# [REQUIRED ACTION]
Return every entry in the listing word for word.

# [SUPPLIED INFORMATION]
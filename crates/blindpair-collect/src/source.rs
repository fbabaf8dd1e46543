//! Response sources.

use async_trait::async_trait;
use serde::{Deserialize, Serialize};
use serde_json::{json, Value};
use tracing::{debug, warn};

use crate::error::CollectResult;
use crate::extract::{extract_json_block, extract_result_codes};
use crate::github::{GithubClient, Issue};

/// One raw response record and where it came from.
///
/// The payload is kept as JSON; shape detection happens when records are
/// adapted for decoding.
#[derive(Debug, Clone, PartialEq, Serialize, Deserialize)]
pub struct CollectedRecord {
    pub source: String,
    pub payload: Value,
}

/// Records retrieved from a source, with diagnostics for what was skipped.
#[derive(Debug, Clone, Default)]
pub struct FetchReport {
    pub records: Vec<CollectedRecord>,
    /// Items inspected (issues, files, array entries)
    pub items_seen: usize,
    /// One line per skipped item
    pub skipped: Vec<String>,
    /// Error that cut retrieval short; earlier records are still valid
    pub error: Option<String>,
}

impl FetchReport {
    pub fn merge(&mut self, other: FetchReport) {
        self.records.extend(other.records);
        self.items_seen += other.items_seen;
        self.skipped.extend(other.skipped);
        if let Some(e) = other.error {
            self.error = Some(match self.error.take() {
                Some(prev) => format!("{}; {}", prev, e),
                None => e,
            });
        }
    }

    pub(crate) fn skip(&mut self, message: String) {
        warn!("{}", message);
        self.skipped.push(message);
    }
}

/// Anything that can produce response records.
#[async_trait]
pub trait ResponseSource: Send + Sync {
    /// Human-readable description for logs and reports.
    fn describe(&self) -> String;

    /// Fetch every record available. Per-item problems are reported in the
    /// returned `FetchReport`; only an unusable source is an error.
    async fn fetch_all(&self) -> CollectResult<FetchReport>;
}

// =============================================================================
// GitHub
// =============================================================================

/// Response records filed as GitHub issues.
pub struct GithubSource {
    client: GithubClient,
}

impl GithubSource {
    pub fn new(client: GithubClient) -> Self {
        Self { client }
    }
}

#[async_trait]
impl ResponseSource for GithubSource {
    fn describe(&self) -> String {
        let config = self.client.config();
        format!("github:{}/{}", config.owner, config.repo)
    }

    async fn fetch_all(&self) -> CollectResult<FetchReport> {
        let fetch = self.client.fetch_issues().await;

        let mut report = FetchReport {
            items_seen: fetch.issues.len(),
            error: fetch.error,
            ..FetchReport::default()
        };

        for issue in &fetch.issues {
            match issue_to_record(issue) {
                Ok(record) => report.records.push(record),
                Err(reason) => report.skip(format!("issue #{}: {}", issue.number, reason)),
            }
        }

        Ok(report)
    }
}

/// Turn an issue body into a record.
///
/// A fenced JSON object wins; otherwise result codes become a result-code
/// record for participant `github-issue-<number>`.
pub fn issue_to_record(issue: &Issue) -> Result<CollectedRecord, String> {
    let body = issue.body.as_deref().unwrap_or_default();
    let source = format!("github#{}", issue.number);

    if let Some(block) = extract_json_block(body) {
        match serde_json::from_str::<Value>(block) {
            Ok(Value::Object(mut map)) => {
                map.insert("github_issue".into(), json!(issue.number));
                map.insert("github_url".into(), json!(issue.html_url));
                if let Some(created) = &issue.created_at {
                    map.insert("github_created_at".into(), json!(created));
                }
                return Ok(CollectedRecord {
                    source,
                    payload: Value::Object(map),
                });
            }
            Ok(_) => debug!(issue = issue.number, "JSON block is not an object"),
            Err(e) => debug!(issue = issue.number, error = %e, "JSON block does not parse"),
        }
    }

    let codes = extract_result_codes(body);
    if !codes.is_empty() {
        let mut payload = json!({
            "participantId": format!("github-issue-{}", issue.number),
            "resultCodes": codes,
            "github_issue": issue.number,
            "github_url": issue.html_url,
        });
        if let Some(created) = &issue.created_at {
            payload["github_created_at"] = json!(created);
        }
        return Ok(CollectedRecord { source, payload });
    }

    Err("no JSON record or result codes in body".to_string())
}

# [THE ANSWER]
filename crates/blindpair-collect/src/source.rs
repository fbabaf8dd1e46543
//! Response sources.

use async_trait::async_trait;
use serde::{Deserialize, Serialize};
use serde_json::{json, Value};
use tracing::{debug, warn};

use crate::error::CollectResult;
use crate::extract::{extract_json_block, extract_result_codes};
use crate::github::{GithubClient, Issue};

/// One raw response record and where it came from.
///
/// The payload is kept as JSON; shape detection happens when records are
/// adapted for decoding.
#[derive(Debug, Clone, PartialEq, Serialize, Deserialize)]
pub struct CollectedRecord {
    pub source: String,
    pub payload: Value,
}

/// Records retrieved from a source, with diagnostics for what was skipped.
#[derive(Debug, Clone, Default)]
pub struct FetchReport {
    pub records: Vec<CollectedRecord>,
    /// Items inspected (issues, files, array entries)
    pub items_seen: usize,
    /// One line per skipped item
    pub skipped: Vec<String>,
    /// Error that cut retrieval short; earlier records are still valid
    pub error: Option<String>,
}

impl FetchReport {
    pub fn merge(&mut self, other: FetchReport) {
        self.records.extend(other.records);
        self.items_seen += other.items_seen;
        self.skipped.extend(other.skipped);
        if let Some(e) = other.error {
            self.error = Some(match self.error.take() {
                Some(prev) => format!("{}; {}", prev, e),
                None => e,
            });
        }
    }

    pub(crate) fn skip(&mut self, message: String) {
        warn!("{}", message);
        self.skipped.push(message);
    }
}

/// Anything that can produce response records.
#[async_trait]
pub trait ResponseSource: Send + Sync {
    /// Human-readable description for logs and reports.
    fn describe(&self) -> String;

    /// Fetch every record available. Per-item problems are reported in the
    /// returned `FetchReport`; only an unusable source is an error.
    async fn fetch_all(&self) -> CollectResult<FetchReport>;
}

// =============================================================================
// GitHub
// =============================================================================

/// Response records filed as GitHub issues.
pub struct GithubSource {
    client: GithubClient,
}

impl GithubSource {
    pub fn new(client: GithubClient) -> Self {
        Self { client }
    }
}

#[async_trait]
impl ResponseSource for GithubSource {
    fn describe(&self) -> String {
        let config = self.client.config();
        format!("github:{}/{}", config.owner, config.repo)
    }

    async fn fetch_all(&self) -> CollectResult<FetchReport> {
        let fetch = self.client.fetch_issues().await;

        let mut report = FetchReport {
            items_seen: fetch.issues.len(),
            error: fetch.error,
            ..FetchReport::default()
        };

        for issue in &fetch.issues {
            match issue_to_record(issue) {
                Ok(record) => report.records.push(record),
                Err(reason) => report.skip(format!("issue #{}: {}", issue.number, reason)),
            }
        }

        Ok(report)
    }
}

/// Turn an issue body into a record.
///
/// A fenced JSON object wins; otherwise result codes become a result-code
/// record for participant `github-issue-<number>`.
pub fn issue_to_record(issue: &Issue) -> Result<CollectedRecord, String> {
    let body = issue.body.as_deref().unwrap_or_default();
    let source = format!("github#{}", issue.number);

    if let Some(block) = extract_json_block(body) {
        match serde_json::from_str::<Value>(block) {
            Ok(Value::Object(mut map)) => {
                map.insert("github_issue".into(), json!(issue.number));
                map.insert("github_url".into(), json!(issue.html_url));
                if let Some(created) = &issue.created_at {
                    map.insert("github_created_at".into(), json!(created));
                }
                return Ok(CollectedRecord {
                    source,
                    payload: Value::Object(map),
                });
            }
            Ok(_) => debug!(issue = issue.number, "JSON block is not an object"),
            Err(e) => debug!(issue = issue.number, error = %e, "JSON block does not parse"),
        }
    }

    let codes = extract_result_codes(body);
    if !codes.is_empty() {
        let mut payload = json!({
            "participantId": format!("github-issue-{}", issue.number),
            "resultCodes": codes,
            "github_issue": issue.number,
            "github_url": issue.html_url,
        });
        if let Some(created) = &issue.created_at {
            payload["github_created_at"] = json!(created);
        }
        return Ok(CollectedRecord { source, payload });
    }

    Err("no JSON record or result codes in body".to_string())
}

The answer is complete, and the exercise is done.